### Stored records
════════════════

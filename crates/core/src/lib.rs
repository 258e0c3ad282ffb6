//! Annya Core - Shared value types.
//!
//! This crate provides the small types used across the Annya components:
//! - `storefront` - Cart, reservation and checkout orchestration
//! - `cli` - Terminal front end for the storefront
//!
//! # Architecture
//!
//! The core crate contains only types - no I/O, no storage, no HTTP clients.
//! This keeps it lightweight and allows it to be used anywhere.
//!
//! # Modules
//!
//! - [`types`] - Newtype wrappers for ids, prices and emails

#![cfg_attr(not(test), forbid(unsafe_code))]

pub mod types;

pub use types::*;
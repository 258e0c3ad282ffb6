//! Core types for Annya.
//!
//! This module provides type-safe wrappers for common domain concepts.

pub mod email;
pub mod id;
pub mod price;

pub use email::{Email, EmailError, looks_like_email};
pub use id::*;
pub use price::{CurrencyCode, Price};
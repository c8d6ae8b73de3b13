use std::io::Write;

use tally_engine::{scan_all, summarize};

use crate::config::{ScanArgs, ServerConfig, StorageConfig};
use crate::error::ServerError;
use crate::store::open_store;

pub async fn run(config: &ServerConfig, args: ScanArgs) -> Result<(), ServerError> {
    if matches!(config.storage, StorageConfig::Memory(_)) {
        tracing::warn!("memory backend starts empty on every run; configure backend = \"file\" to scan ingested data");
    }
    let store = open_store(&config.storage)?;
    let records = scan_all(store).await?;
    tracing::info!(records = records.len(), "scan complete");

    let stdout = std::io::stdout();
    let mut out = stdout.lock();
    if args.records {
        for record in &records {
            serde_json::to_writer(&mut out, record)?;
            writeln!(out)?;
        }
    } else {
        serde_json::to_writer_pretty(&mut out, &summarize(&records))?;
        writeln!(out)?;
    }
    Ok(())
}
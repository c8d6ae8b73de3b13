use std::collections::BTreeMap;

use parking_lot::Mutex;

use tally_api::MetricsSink;

/// Name of the per-customer purchase counter.
pub fn purchase_counter(customer: &str) -> String {
    format!("purchases.{customer}")
}

/// In-process counters, readable via `snapshot()`.
#[derive(Debug, Default)]
pub struct CounterSink {
    counters: Mutex<BTreeMap<String, u64>>,
}

impl CounterSink {
    pub fn new() -> Self {
        Self::default()
    }

    pub fn get(&self, counter: &str) -> u64 {
        self.counters.lock().get(counter).copied().unwrap_or(0)
    }

    pub fn snapshot(&self) -> BTreeMap<String, u64> {
        self.counters.lock().clone()
    }
}

impl MetricsSink for CounterSink {
    fn increment(&self, counter: &str) {
        let mut counters = self.counters.lock();
        match counters.get_mut(counter) {
            Some(value) => *value += 1,
            None => {
                counters.insert(counter.to_string(), 1);
            }
        }
    }
}

/// Reports every increment as a `debug` event.
#[derive(Debug, Default, Clone, Copy)]
pub struct TracingSink;

impl MetricsSink for TracingSink {
    fn increment(&self, counter: &str) {
        tracing::debug!(counter, by = 1, "metric increment");
    }
}
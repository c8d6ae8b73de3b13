use serde::Deserialize;

use tally_api::{ProductId, PurchaseRecord};

use crate::error::ParseError;

/// How the third field of an event is interpreted.
#[derive(Debug, Clone, Copy, PartialEq, Eq, Default, Deserialize)]
#[serde(rename_all = "snake_case")]
pub enum ProductIdMode {
    /// Opaque product name, e.g. `apple`.
    #[default]
    Name,
    /// Numeric catalogue id, e.g. `353`.
    Numeric,
}

/// Validated fields of one event, before an ingest time is assigned.
#[derive(Debug, Clone, PartialEq, Eq)]
pub struct ParsedPurchase {
    pub customer: String,
    pub quantity: u32,
    pub product: ProductId,
}

impl ParsedPurchase {
    pub fn into_record(self, ingest_time_ms: i64) -> PurchaseRecord {
        PurchaseRecord::new(self.customer, self.product, self.quantity, ingest_time_ms)
    }
}

/// Parser for `<customer>,<quantity>,<product>` events.
///
/// Whitespace around each field is ignored. Identifiers are not validated
/// beyond the product mode, so empty customers and products are accepted.
#[derive(Debug, Clone, Copy, Default)]
pub struct EventParser {
    mode: ProductIdMode,
}

impl EventParser {
    pub fn new(mode: ProductIdMode) -> Self {
        Self { mode }
    }

    pub fn mode(&self) -> ProductIdMode {
        self.mode
    }

    pub fn parse(&self, payload: &[u8]) -> Result<ParsedPurchase, ParseError> {
        let body = String::from_utf8_lossy(payload);
        let tokens: Vec<&str> = body.split(',').map(str::trim).collect();
        let &[customer, quantity, product] = tokens.as_slice() else {
            return Err(ParseError::FieldCount { found: tokens.len() });
        };

        let quantity = quantity
            .parse::<u32>()
            .map_err(|_| ParseError::InvalidQuantity { value: quantity.to_string() })?;

        Ok(ParsedPurchase {
            customer: customer.to_string(),
            quantity,
            product: self.parse_product(product)?,
        })
    }

    /// Interpret one product field according to the configured mode.
    pub fn parse_product(&self, raw: &str) -> Result<ProductId, ParseError> {
        match self.mode {
            ProductIdMode::Name => Ok(ProductId::Name(raw.to_string())),
            ProductIdMode::Numeric => raw
                .parse::<i64>()
                .map(ProductId::Numeric)
                .map_err(|_| ParseError::InvalidProductId { value: raw.to_string() }),
        }
    }
}

#[cfg(test)]
mod tests {
    use super::*;

    fn named() -> EventParser {
        EventParser::new(ProductIdMode::Name)
    }

    #[test]
    fn parses_well_formed_event() {
        let parsed = named().parse(b"bob,3,apple").unwrap();
        assert_eq!(
            parsed,
            ParsedPurchase {
                customer: "bob".into(),
                quantity: 3,
                product: ProductId::Name("apple".into()),
            }
        );
    }

    #[test]
    fn surrounding_whitespace_is_ignored() {
        assert_eq!(
            named().parse(b" bob , 3 , apple ").unwrap(),
            named().parse(b"bob,3,apple").unwrap()
        );
        assert!(named().parse(b"\tbob,\t3\n,apple\r\n").is_ok());
    }

    #[test]
    fn wrong_field_count_is_rejected() {
        assert_eq!(named().parse(b"bob,3"), Err(ParseError::FieldCount { found: 2 }));
        assert_eq!(named().parse(b""), Err(ParseError::FieldCount { found: 1 }));
        assert_eq!(
            named().parse(b"bob,3,apple,extra"),
            Err(ParseError::FieldCount { found: 4 })
        );
        // A trailing comma is an (empty) fourth field.
        assert_eq!(named().parse(b"bob,3,apple,"), Err(ParseError::FieldCount { found: 4 }));
    }

    #[test]
    fn quantity_must_be_a_non_negative_integer() {
        for bad in ["three", "-1", "1.5", "", "4294967296"] {
            let event = format!("bob,{bad},apple");
            assert_eq!(
                named().parse(event.as_bytes()),
                Err(ParseError::InvalidQuantity { value: bad.to_string() }),
                "quantity {bad:?}"
            );
        }
    }

    #[test]
    fn empty_identifiers_are_accepted() {
        let parsed = named().parse(b",0,").unwrap();
        assert_eq!(parsed.customer, "");
        assert_eq!(parsed.product, ProductId::Name(String::new()));
    }

    #[test]
    fn numeric_mode_parses_product_ids() {
        let parser = EventParser::new(ProductIdMode::Numeric);
        assert_eq!(parser.parse(b"cat, 32, 287").unwrap().product, ProductId::Numeric(287));
        assert_eq!(
            parser.parse(b"cat,32,watermelon"),
            Err(ParseError::InvalidProductId { value: "watermelon".into() })
        );
    }

    #[test]
    fn name_mode_keeps_digits_as_names() {
        assert_eq!(named().parse(b"cat,2,14").unwrap().product, ProductId::Name("14".into()));
    }

    #[test]
    fn invalid_utf8_is_replaced_not_rejected() {
        let parsed = named().parse(b"b\xffb,1,apple").unwrap();
        assert_eq!(parsed.customer, "b\u{fffd}b");
    }

    #[test]
    fn mode_is_read_from_config_strings() {
        #[derive(Deserialize)]
        struct Wrapper {
            mode: ProductIdMode,
        }
        let w: Wrapper = toml::from_str("mode = \"numeric\"").unwrap();
        assert_eq!(w.mode, ProductIdMode::Numeric);
    }
}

════════════════

### WHAT THIS TASK INVOLVES
Report how many lines of the data contain the word "FieldCount", using the number alone.

### COMPLETED TASK
5